Inspired by a market in southwestern France, Rick Stein's glistening apricot tart couldn't be easier to make thanks to the use of ready-made puff pastry.

From the book

Introduction

This is a celebration of the apricots I saw in Périgueux market in early September. There can’t be a better time to visit such a market. Peaches were still in abundance, as well as boxes of ripe plums, reines claudes, which we know as greengages, misshapen apples with their leaves still on the stalks, and boxes of pale golden muscat grapes, but the apricots were particularly glorious in their orange skins sometimes blushed with red. Ever since reading Webster’s The Duchess of Malfi for O-Level, I’ve associated apricots with sensuousness. The duchess is secretly pregnant and greedy for them. ‘…her tetchiness, and most vulturous eating of the apricocks, are apparent signs of breeding’, says the malcontent Bosola.
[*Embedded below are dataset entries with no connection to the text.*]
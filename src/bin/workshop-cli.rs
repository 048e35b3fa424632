use std::io::{self, Write};

use anyhow::Context;
use clap::{Parser, Subcommand};
use workshop::{
    client::ApiClient,
    models::{Collection, Customer, Employee, Part, PartLineItem, Service, ServiceLineItem, Vehicle, WorkOrder},
    telemetry::{get_subscriber, init_subscriber},
    views::{load_options, load_view, CollectionKind},
};

#[derive(Parser, Debug)]
#[command(name = "workshop-cli", version, about = "Tables and forms over the workshop api")]
struct Cli {
    /// Base url of the workshop api
    #[arg(long, env = "WORKSHOP_API_URL", default_value = "http://127.0.0.1:3001")]
    base_url: String,

    #[command(subcommand)]
    command: Command,
}

#[derive(Subcommand, Debug)]
enum Command {
    /// Show every record of a collection, with references resolved
    List { collection: CollectionKind },
    /// Print one record as JSON
    Show { collection: CollectionKind, id: i32 },
    /// List the choices for a field referencing this collection
    Options { collection: CollectionKind },
    /// Create a record from a JSON object holding every field but the id
    Create {
        collection: CollectionKind,
        #[arg(long)]
        data: String,
    },
    /// Edit a record; fields missing from `data` keep their current value
    Update {
        collection: CollectionKind,
        id: i32,
        #[arg(long)]
        data: String,
    },
    /// Delete a record after confirmation
    Delete {
        collection: CollectionKind,
        id: i32,
        /// Skip the confirmation prompt
        #[arg(long)]
        yes: bool,
    },
}

// Binds `$R` to the record type behind a collection kind.
macro_rules! with_collection {
    ($kind:expr, $R:ident => $body:expr) => {
        match $kind {
            CollectionKind::Customers => { type $R = Customer; $body }
            CollectionKind::Employees => { type $R = Employee; $body }
            CollectionKind::Vehicles => { type $R = Vehicle; $body }
            CollectionKind::Parts => { type $R = Part; $body }
            CollectionKind::Services => { type $R = Service; $body }
            CollectionKind::WorkOrders => { type $R = WorkOrder; $body }
            CollectionKind::PartLineItems => { type $R = PartLineItem; $body }
            CollectionKind::ServiceLineItems => { type $R = ServiceLineItem; $body }
        }
    };
}

#[tokio::main(flavor = "current_thread")]
async fn main() -> anyhow::Result<()> {
    let subscriber = get_subscriber("workshop-cli".into(), "warn".into(), std::io::stderr);
    init_subscriber(subscriber)?;

    let cli = Cli::parse();
    let client = ApiClient::new(cli.base_url)?;

    match cli.command {
        Command::List { collection } => {
            print!("{}", load_view(&client, collection).await?);
        }
        Command::Show { collection, id } => {
            with_collection!(collection, R => show::<R>(&client, id).await?)
        }
        Command::Options { collection } => {
            for option in load_options(&client, collection).await? {
                println!("{}\t{}", option.id, option.label);
            }
        }
        Command::Create { collection, data } => {
            with_collection!(collection, R => create::<R>(&client, &data).await?);
            print!("{}", load_view(&client, collection).await?);
        }
        Command::Update { collection, id, data } => {
            with_collection!(collection, R => update::<R>(&client, id, &data).await?);
            print!("{}", load_view(&client, collection).await?);
        }
        Command::Delete { collection, id, yes } => {
            let removed = with_collection!(collection, R => delete::<R>(&client, id, yes).await?);
            if removed {
                print!("{}", load_view(&client, collection).await?);
            }
        }
    }

    Ok(())
}

async fn show<R: Collection>(client: &ApiClient, id: i32) -> anyhow::Result<()> {
    let record = client.get::<R>(id).await?;
    println!("{}", serde_json::to_string_pretty(&record)?);
    Ok(())
}

async fn create<R: Collection>(client: &ApiClient, data: &str) -> anyhow::Result<()> {
    let payload: R::Payload = serde_json::from_str(data)
        .with_context(|| format!("Invalid {} data", R::NAME))?;

    let record = client.save::<R>(None, &payload).await?;
    println!("Created {} #{}", R::NAME, record.id());
    Ok(())
}

async fn update<R: Collection>(client: &ApiClient, id: i32, data: &str) -> anyhow::Result<()> {
    let changes: serde_json::Value = serde_json::from_str(data)
        .with_context(|| format!("Invalid {} data", R::NAME))?;

    let record = client.edit::<R>(id, changes).await?;
    println!("Updated {} #{}", R::NAME, record.id());
    Ok(())
}

async fn delete<R: Collection>(client: &ApiClient, id: i32, yes: bool) -> anyhow::Result<bool> {
    if !yes && !confirm(&format!("Remove {} #{}?", R::NAME, id))? {
        return Ok(false);
    }

    let message = client.delete::<R>(id).await?;
    println!("{}", message);
    Ok(true)
}

fn confirm(question: &str) -> io::Result<bool> {
    print!("{} [y/N] ", question);
    io::stdout().flush()?;

    let mut answer = String::new();
    io::stdin().read_line(&mut answer)?;
    Ok(matches!(answer.trim(), "y" | "Y" | "yes"))
}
I do a lot of tarts like this one because of the ease of ready-made all-butter puff pastry. Here, I have just put some ground almonds in the base to absorb the juice which will come out of the fruits when baking, then dusted the apricots with icing sugar before they go in the oven to caramelise. The tart is finished with a glaze of warm sieved apricot jam. Cold crème fraiche is the only accompaniment to this.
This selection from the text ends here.